By Fiona Frawley
Legend has it ’twas St. Patty’s beverage of choice during those long shifts banishing the snakes from Éire.
Like many aspects of the St. Patricks Day celebrations, the Shamrock Shake is a wholly American invention but has somehow become synonymous with festivities here in Ireland too.
I definitely remember seeing ads for the green-tinted drink as a child, and even once or twice enjoying one to accompany the rare treat of a Happy Meal on those blissful days the milkshake machine was working. The shakes were probably an easy sell for the Irish market as many mint-flavoured desserts tend to do well here – mint choc chip is the go to ice-cream flavour for many an Irish da, and there’s few of us can resist an aul Dairy Milk Mint Crisp when they’re staring up at us from their spot on the shop counter.
Sure, we could take this opportunity to investigate the story of St. Patrick himself, or the history of pagan holidays in Ireland but instead, we’re throwing all our eggs in the shamrock-shaped basket and embarking on a deep dive into this seasonal treat. It’s crucial work, tbh.
The history of the Shamrock Shake
The Shamrock Shake was first introduced by McDonald’s in 1970 but other reports say the drink was concocted by Hal Rosen, a Connecticut McDonald’s owner and operator in 1966. While its original origins are unclear, the shakes’ real phenomenon breakout came years later in 1975. According to a 2011 report by delish.com, “it all began with a little girl, a football team, and a visionary doctor.”
Reportedly, the idea for the shake came about after Philadelphia Eagles tight end Fred Hill’s daughter was diagnosed with leukemia and began treatment. The Hills camped out on hospital benches and in waiting rooms and saw other families doing the same, and wanted to do something to help.

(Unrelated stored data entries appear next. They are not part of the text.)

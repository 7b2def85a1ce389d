//! Service banner and health check endpoints

use actix_web::{web, HttpResponse};
use serde::Serialize;
use utoipa::ToSchema;

use crate::AppState;

#[derive(Serialize, ToSchema)]
pub struct HealthResponse {
    pub status: &'static str,
    /// Carrier environment ("sandbox" or "production")
    pub env: String,
    /// Carrier API base URL
    pub base: String,
}

#[derive(Serialize, ToSchema)]
pub struct ServiceInfo {
    pub service: &'static str,
    pub version: &'static str,
    pub env: String,
}

/// GET /health - Health check endpoint
#[utoipa::path(
    get,
    path = "/health",
    tag = "system",
    responses(
        (status = 200, description = "Service is healthy", body = HealthResponse)
    )
)]
pub async fn health_check(state: web::Data<AppState>) -> HttpResponse {
    HttpResponse::Ok().json(HealthResponse {
        status: "ok",
        env: state.settings.carrier.env.clone(),
        base: state.labels.carrier().base_url().to_string(),
    })
}

/// GET / - Service identity
#[utoipa::path(
    get,
    path = "/",
    tag = "system",
    responses(
        (status = 200, description = "Service name and version", body = ServiceInfo)
    )
)]
pub async fn service_info(state: web::Data<AppState>) -> HttpResponse {
    HttpResponse::Ok().json(ServiceInfo {
        service: env!("CARGO_PKG_NAME"),
        version: env!("CARGO_PKG_VERSION"),
        env: state.settings.carrier.env.clone(),
    })
}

As Fred and his teammates rallied to raise funds, Jim Murray, the team’s general manager, called a friend from McDonald’s advertising and suggested they team up during the next promotional push, which happened to be St. Patrick’s Day. They settled on the Shamrock Shake as a perfect vehicle for the cause. It was green, like the Eagles’ uniforms. Enough funds were raised to buy a four-storey house, which became the first Ronald McDonald House. From 1975 on, a portion of each Shamrock Shake sold went to the Ronald McDonald House Charity.

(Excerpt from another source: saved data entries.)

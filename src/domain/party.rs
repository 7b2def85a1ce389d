//! Postal parties on a shipment

/// A validated postal party
///
/// Two exist per shipment: the business itself (from configuration) and the
/// caller's party. Neither is modified after construction.
#[derive(Debug, Clone, PartialEq, Eq)]
pub struct Party {
    pub name: String,
    pub attention: Option<String>,
    pub phone: Option<String>,
    pub address_line: String,
    pub city: String,
    pub state: String,
    pub postal_code: String,
    pub country: String,
}

impl Party {
    /// Name to print for the attention line; the carrier requires one
    pub fn attention_name(&self) -> &str {
        self.attention.as_deref().unwrap_or(&self.name)
    }
}
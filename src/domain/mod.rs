//! Domain types and models

mod order;
mod party;
mod shipment;
pub mod reference;

pub use order::{AddressInput, LabelOrder};
pub use party::Party;
pub use shipment::{
    DeclaredValue, Dimensions, LabelFormat, Mode, PackageSpec, Service, ShipmentRequest,
    ShipmentResult, Shipper,
};
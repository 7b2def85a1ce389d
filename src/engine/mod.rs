//! Label engine
//!
//! This module contains the label pipeline:
//! - Shipment request building from caller input and business constants
//! - Sender banner overlay for PDF labels
//! - Response packaging

pub mod builder;
mod error;
pub mod overlay;
pub mod packager;
mod pipeline;

pub use error::LabelError;
pub use packager::{LabelEnvelope, LabelPayload};
pub use pipeline::LabelService;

The shakes are available exclusively in the US, Canada and Ireland.
The Shamrock Shake increased in popularity after the introduction of Uncle O’Grimacey, McDonald’s character Grimace’s Irish relative. The shamrock-clad monster was deployed to promote the shakes – here’s an early ad featuring O’Grimacey, begorrrah-ing away:
The character has since been phased out, some might say for obvious reasons.
Ups and Downs
Throughout the 1990’s and early 2000’s, the Shamrock Shake disappeared in many US locations as the decision to carry the drink was put up for a vote to each region’s managers (New York State’s McDonald’s famously voted no for many years, according to Gluttoner.)
In the 2010’s the beverage began to make a resurgence, going national for the first time across the United States in 2012.
In 2010 McDonald’s created the World’s Largest Shamrock Shake in Chicago, to raise funds for the local Ronald McDonald House there. $10,000 was raised as a 24-foot shake was placed along the ‘green-for-St. Patty’s’ Chicago River.
In 2017 McDonald’s launched several variations on the shake, including the Shamrock Chocolate Shake, Shamrock Chocolate Chip Frappé, Shamrock Mocha, and Shamrock Hot Chocolate.
Today, the minty treat is available in McDonald’s branches across Ireland for a limited time only – will you be enjoying one this year?